| I don't personally think there's that much value to this argument. Compare, for instance the consumption of 1 hour of tv vs. 1 hour of GPT usage: A single AI chat message can consume 0.34 watt-hours of energy (1). So, let's say a hundred messages in an hour (quite an aggressive session) would be 34 watt-hours of energy. An LCD TV running for an hour consumes about 100 watt-hours of energy, depending on size, LED, vs. OLED etc. (2). I think AI does help people do better research faster, which is a significant uplift to humanity, while I do not see anyone specifically curbing their TV usage. We should probably focus our effrots on helping people use AI better and meanwhile build more nuclear energy plants, imo. (1): https://epoch.ai/gradient-updates/how-much-energy-does-chatg... (2): https://santannaenergyservices.com/how-many-watts-does-a-tv-... --- And then consider the amount of energy traditionally required by one human to do the same research tasks. Also quite significant. I think we should be focused on making the more efficient, for sure! But I don't buy that the arguments based on energy consumption are very strong. |
AI is also used far more often than TVs - if every app and device starts using it, that is constant AI messaging going on. So TVs aren't even the correct comparison, especially if AI starts to be used more to create content - there is then an AI energy cost to just watching that content. Even putting that aside, what screen are you looking at when making these queries to AI? Maybe a phone... but if not, you are burning the energy from both the large screen and the AI.
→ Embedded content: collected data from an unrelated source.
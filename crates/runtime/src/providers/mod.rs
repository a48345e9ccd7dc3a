//! Providers that turn participants into actions.
//!
//! - [`AgentProvider`] runs an AI participant's in-character loop
//! - [`ParticipantFactory`] builds participants from biography attributes or documents

pub mod agent;
pub mod profile;

pub use agent::AgentProvider;
pub use profile::ParticipantFactory;
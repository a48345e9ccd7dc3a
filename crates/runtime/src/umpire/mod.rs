//! The umpire: turn dispatch, legality enforcement and sub-mechanics.
//!
//! Every turn goes through the same bounded protocol: produce a candidate
//! action, ask the legality oracle, and on rejection reformulate the prompt
//! with a notice quoting the rules. What differs per responder is where the
//! candidate comes from and what exhaustion means:
//!
//! | Responder        | Candidate source            | Exhaustion                         |
//! |------------------|-----------------------------|------------------------------------|
//! | Umpire           | action oracle               | `RuntimeError::LegalityExhausted`  |
//! | Human            | [`HumanInput`] reply        | [`TurnOutcome::NoValidAction`]     |
//! | AI participant   | [`AgentProvider`] loop      | [`TurnOutcome::NoValidAction`]     |
//!
//! The umpire owns the action log, the resource ledger and the game state
//! (including the deck); nothing else mutates them.

mod status;

pub use status::{GameStatus, ParticipantStatus, ResourceEntry, TeamStatus};

use wargame_core::{
    ActionLog, ActionRecord, ActionResponse, ActionShape, Actor, DiceRoll, DiceSpec, GameConfig,
    GameState, MechanicKind, Modifier, OracleError, ResourceChange, ResourceKey, ResourceLedger,
    RetryBudget, SeedSequence, Turn, TurnTarget, WinVerdict, mechanics::parse_card_count,
};

use crate::api::{HumanInput, ProviderKind, Result, RuntimeError, parse_human_reply};
use crate::oracle::OracleManager;
use crate::providers::AgentProvider;

/// Result of resolving one turn.
#[derive(Clone, Debug, PartialEq, Eq)]
pub enum TurnOutcome {
    /// The action passed the legality check and was logged.
    Accepted(ActionResponse),
    /// A participant exhausted its attempts; the game continues.
    NoValidAction,
}

impl TurnOutcome {
    pub fn action(&self) -> Option<&ActionResponse> {
        match self {
            Self::Accepted(action) => Some(action),
            Self::NoValidAction => None,
        }
    }

    pub fn is_accepted(&self) -> bool {
        matches!(self, Self::Accepted(_))
    }
}

/// Where a participant turn is routed.
enum Responder {
    Human,
    Agent,
}

pub struct Umpire {
    game: GameState,
    oracles: OracleManager,
    agent: AgentProvider,
    config: GameConfig,
    ledger: ResourceLedger,
    log: ActionLog,
    seeds: SeedSequence,
    human_input: Option<Box<dyn HumanInput>>,
}
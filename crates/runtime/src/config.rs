//! Runtime configuration and its environment loader.
use std::env;

use wargame_core::GameConfig;

/// Runtime configuration shared by the umpire, agents and driver.
#[derive(Debug, Clone, Default, PartialEq, Eq)]
pub struct RuntimeConfig {
    pub game_config: GameConfig,
}

impl RuntimeConfig {
    pub const fn new(game_config: GameConfig) -> Self {
        Self { game_config }
    }

    /// Construct configuration from process environment variables.
    ///
    /// Environment variables:
    /// - `WARGAME_MAX_ATTEMPTS` - Umpire legality attempts per turn (default: 5)
    /// - `WARGAME_AGENT_ATTEMPTS` - In-character attempts per agent request (default: 5)
    /// - `WARGAME_LOWEST_FACE` - Lowest face of every die (default: 1)
    /// - `WARGAME_SEED` - Base seed for dice and card draws
    pub fn from_env() -> Self {
        Self::default().overlay(|key| env::var(key).ok())
    }

    /// Applies every variable `lookup` knows about on top of `self`.
    ///
    /// Unparsable values are ignored and leave the current setting in place.
    /// Attempt counts and the lowest face are clamped to at least 1.
    pub fn overlay(mut self, lookup: impl Fn(&str) -> Option<String>) -> Self {
        let mut game = self.game_config;

        if let Some(attempts) = read_var::<u32>(&lookup, "WARGAME_MAX_ATTEMPTS") {
            game = game.with_max_attempts(attempts);
        }
        if let Some(attempts) = read_var::<u32>(&lookup, "WARGAME_AGENT_ATTEMPTS") {
            game = game.with_agent_attempts(attempts);
        }
        if let Some(face) = read_var::<u32>(&lookup, "WARGAME_LOWEST_FACE") {
            game = game.with_lowest_face(face);
        }
        if let Some(seed) = read_var::<u64>(&lookup, "WARGAME_SEED") {
            game = game.with_seed(seed);
        }

        self.game_config = game;
        self
    }
}

fn read_var<T>(lookup: &impl Fn(&str) -> Option<String>, key: &str) -> Option<T>
where
    T: std::str::FromStr,
{
    lookup(key)?.trim().parse().ok()
}
//! Turns a scenario file into a ready-to-run round driver.

use std::sync::Arc;

use anyhow::{Context, Result};
use wargame_content::{ContentFactory, ScenarioSpec, ScriptedOracles};
use wargame_core::{BiographySource, Deck, DocumentStore, GameState};
use wargame_runtime::{
    HumanInput, OracleManager, ParticipantFactory, RoundDriver, RuntimeConfig, Umpire,
};

/// Builds the game state a scenario describes.
///
/// Rules given as a document are stored in `store` and referenced by id;
/// biography files are stored the same way and completed through the
/// profile oracle.
pub fn assemble_game(
    factory: &ContentFactory,
    spec: &ScenarioSpec,
    participants: &ParticipantFactory,
    store: &mut dyn DocumentStore,
) -> Result<GameState> {
    let rules = factory.rules_text(&spec.rules)?;
    let mut builder = GameState::builder();
    builder = if spec.rules.document.is_some() {
        let document = store.put(&rules).context("Failed to store rules document")?;
        builder.rules_document(document)
    } else {
        builder.rules_text(rules)
    };

    for (team, members) in &spec.teams {
        let mut roster = Vec::with_capacity(members.len());
        for member in members {
            let overrides = member.biography.clone().unwrap_or_default();
            let source = match factory.biography_text(member)? {
                Some(text) => BiographySource::Document {
                    document: store.put(&text).context("Failed to store biography")?,
                    overrides,
                },
                None => BiographySource::Attributes(overrides),
            };

            let mut participant = participants
                .build(source, member.is_human, store)
                .with_context(|| format!("Failed to build participant of team {team}"))?;
            if let Some(name) = &member.name {
                participant = participant.with_name(name.clone());
            }
            roster.push(participant);
        }
        builder = builder.team(team.clone(), roster);
    }

    for (team, members) in &spec.resources {
        for (participant, resources) in members {
            for (resource, amount) in resources {
                builder = builder.initial_resource(team, participant, resource, *amount);
            }
        }
    }

    if let Some(cards) = &spec.deck {
        builder = builder.deck(Deck::new(cards.iter().cloned()));
    }

    let game = builder
        .rounds(spec.rounds.iter().cloned())
        .uses_dice(spec.uses_dice)
        .build(store)
        .context("Invalid scenario")?;
    Ok(game)
}

/// A loaded scenario ready to be played.
pub struct Session {
    pub spec: ScenarioSpec,
    pub driver: RoundDriver,
    pub oracles: Arc<ScriptedOracles>,
}

impl Session {
    /// Loads `scenario` through `factory` and wires the umpire with the
    /// scenario's oracle script.
    pub fn load(
        factory: &ContentFactory,
        scenario: &std::path::Path,
        runtime: &RuntimeConfig,
        store: &mut dyn DocumentStore,
        human_input: impl HumanInput + 'static,
    ) -> Result<Self> {
        let spec = factory
            .load_scenario(scenario)
            .with_context(|| format!("Failed to load scenario {}", scenario.display()))?;

        let oracles = Arc::new(ScriptedOracles::new(spec.oracle.clone()));
        let manager = OracleManager::from_shared(oracles.clone());

        let game = assemble_game(
            factory,
            &spec,
            &ParticipantFactory::new(manager.clone()),
            store,
        )?;
        tracing::info!(
            rounds = game.rounds().len(),
            teams = game.team_registry().len(),
            "Scenario loaded"
        );

        let umpire =
            Umpire::new(game, manager, runtime.game_config.clone()).with_human_input(human_input);

        Ok(Self {
            spec,
            driver: RoundDriver::new(umpire),
            oracles,
        })
    }
}
//! Action domain - what participants and the umpire produce each turn.
//!
//! # Module Structure
//!
//! - `types`: [`ActionResponse`] (the structured action every producer returns)
//!   and [`ActionShape`] (the statically declared response contract)
//! - `resource`: [`ResourceChange`] and [`Modifier`], the optional resource
//!   adjustments an action may declare

pub mod resource;
pub mod types;

pub use resource::{Modifier, ResourceChange};
pub use types::{ActionResponse, ActionShape};
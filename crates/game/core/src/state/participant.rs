//! Participants and the biographies that define them.
//!
//! A participant's identity is the content hash of its rendered biography,
//! so two participants with identical biographies share an identity.
//! Identity never changes after construction; the only
//! mutation is appending accepted actions to the history.

use std::collections::BTreeMap;

use crate::action::ActionResponse;
use crate::env::DocumentId;
use crate::hash::content_hash;

/// Character attributes a biography is rendered from.
#[derive(Clone, Debug, Default, PartialEq, Eq)]
#[cfg_attr(feature = "serde", derive(serde::Serialize, serde::Deserialize))]
#[cfg_attr(feature = "serde", serde(default))]
pub struct Biography {
    pub deployment_directive: Option<String>,
    pub factions: Vec<String>,
    pub beliefs: Vec<String>,
    pub disposition: Option<String>,
    pub empathy: Option<String>,
    pub exercise_objectives: Vec<String>,
    pub strategic_objectives: Vec<String>,
    pub notes: BTreeMap<String, String>,
}

impl Biography {
    pub fn with_directive(deployment_directive: impl Into<String>) -> Self {
        Self {
            deployment_directive: Some(deployment_directive.into()),
            ..Self::default()
        }
    }

    /// Renders the biography text, one `Label: value` line per present attribute.
    pub fn render(&self) -> String {
        let mut parts = Vec::new();

        if let Some(directive) = non_empty(&self.deployment_directive) {
            parts.push(format!("Deployment Directive: {directive}"));
        }
        if !self.factions.is_empty() {
            parts.push(format!("Factions: {}", self.factions.join(", ")));
        }
        if !self.beliefs.is_empty() {
            parts.push(format!("Beliefs: {}", self.beliefs.join(", ")));
        }
        if let Some(disposition) = non_empty(&self.disposition) {
            parts.push(format!("Disposition: {disposition}"));
        }
        if let Some(empathy) = non_empty(&self.empathy) {
            parts.push(format!("Empathy: {empathy}"));
        }
        if !self.exercise_objectives.is_empty() {
            parts.push(format!(
                "Exercise Objectives: {}",
                self.exercise_objectives.join(", ")
            ));
        }
        if !self.strategic_objectives.is_empty() {
            parts.push(format!(
                "Strategic Objectives: {}",
                self.strategic_objectives.join(", ")
            ));
        }
        if !self.notes.is_empty() {
            let notes: Vec<String> = self
                .notes
                .iter()
                .map(|(key, value)| format!("  - {key}: {value}"))
                .collect();
            parts.push(format!("Notes:\n{}", notes.join("\n")));
        }

        parts.join("\n")
    }
}

/// Where a participant's biography comes from.
#[derive(Clone, Debug, PartialEq, Eq)]
pub enum BiographySource {
    /// Explicit attributes; must include a deployment directive.
    Attributes(Biography),
    /// A stored biography document; missing attributes are derived from it.
    Document {
        document: DocumentId,
        /// Attributes supplied alongside the document take precedence.
        overrides: Biography,
    },
}

fn non_empty(value: &Option<String>) -> Option<&str> {
    value.as_deref().filter(|v| !v.trim().is_empty())
}

/// A human or AI-backed character taking part in the game.
#[derive(Clone, Debug, PartialEq, Eq)]
#[cfg_attr(feature = "serde", derive(serde::Serialize, serde::Deserialize))]
pub struct Participant {
    identity: String,
    #[cfg_attr(feature = "serde", serde(default))]
    name: Option<String>,
    is_human: bool,
    bio: String,
    #[cfg_attr(feature = "serde", serde(default))]
    bio_document: Option<DocumentId>,
    #[cfg_attr(feature = "serde", serde(default))]
    action_history: Vec<ActionResponse>,
}

impl Participant {
    /// Builds a participant from biography attributes.
    pub fn new(biography: &Biography, is_human: bool) -> Self {
        Self::from_bio_text(biography.render(), is_human)
    }

    /// Builds a participant from already rendered biography text.
    pub fn from_bio_text(bio: impl Into<String>, is_human: bool) -> Self {
        let bio = bio.into();
        Self {
            identity: content_hash(&bio),
            name: None,
            is_human,
            bio,
            bio_document: None,
            action_history: Vec::new(),
        }
    }

    /// Attaches a display name turns may target instead of the identity.
    pub fn with_name(mut self, name: impl Into<String>) -> Self {
        self.name = Some(name.into());
        self
    }

    pub fn with_bio_document(mut self, document: DocumentId) -> Self {
        self.bio_document = Some(document);
        self
    }

    /// Stable content-derived identity (hex SHA-256 of the biography).
    pub fn identity(&self) -> &str {
        &self.identity
    }

    pub fn name(&self) -> Option<&str> {
        self.name.as_deref()
    }

    /// Display name when present, identity otherwise.
    pub fn label(&self) -> &str {
        self.name().unwrap_or(&self.identity)
    }

    pub fn is_human(&self) -> bool {
        self.is_human
    }

    pub fn bio(&self) -> &str {
        &self.bio
    }

    pub fn bio_document(&self) -> Option<&DocumentId> {
        self.bio_document.as_ref()
    }

    pub fn action_history(&self) -> &[ActionResponse] {
        &self.action_history
    }

    /// True when a turn target names this participant.
    pub fn answers_to(&self, target: &str) -> bool {
        self.identity == target || self.name.as_deref() == Some(target)
    }

    /// Appends an accepted action to the history.
    pub fn record_action(&mut self, action: ActionResponse) {
        self.action_history.push(action);
    }
}
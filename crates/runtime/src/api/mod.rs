//! Public runtime API surface.
//!
//! This module gathers the types exposed to consumers of the runtime crate so
//! the umpire and driver can stay focused on turn resolution.

pub mod errors;
pub mod providers;

pub use errors::{ProviderKind, Result, RuntimeError};
pub use providers::{HumanInput, ScriptedInput, StdinInput, parse_human_reply};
Even putting aside the poor comparison that TVs are, with today's energy production, the environmental damage from AI is unquestionable. Rather than asking whether or not that is OK, there are really 2 questions to answer:
1) What are the benefits of AI, specifically? Yeah, vague things like "research faster" is a benefit, but you need to quantify it if you are going to make comparisons. And most AI usage is frivolous. Some AI usage is downright damaging, especially in creative industries. All of that needs to be balanced.
2) Can we change energy production to get off of fossil fuels? If we can do that, the damage of burning more energy decreases greatly.
My takeaways from this entire line of questioning is that we need to balance AI usage with renewable energy adoption, while keeping a strong eye on what we actually do with AI.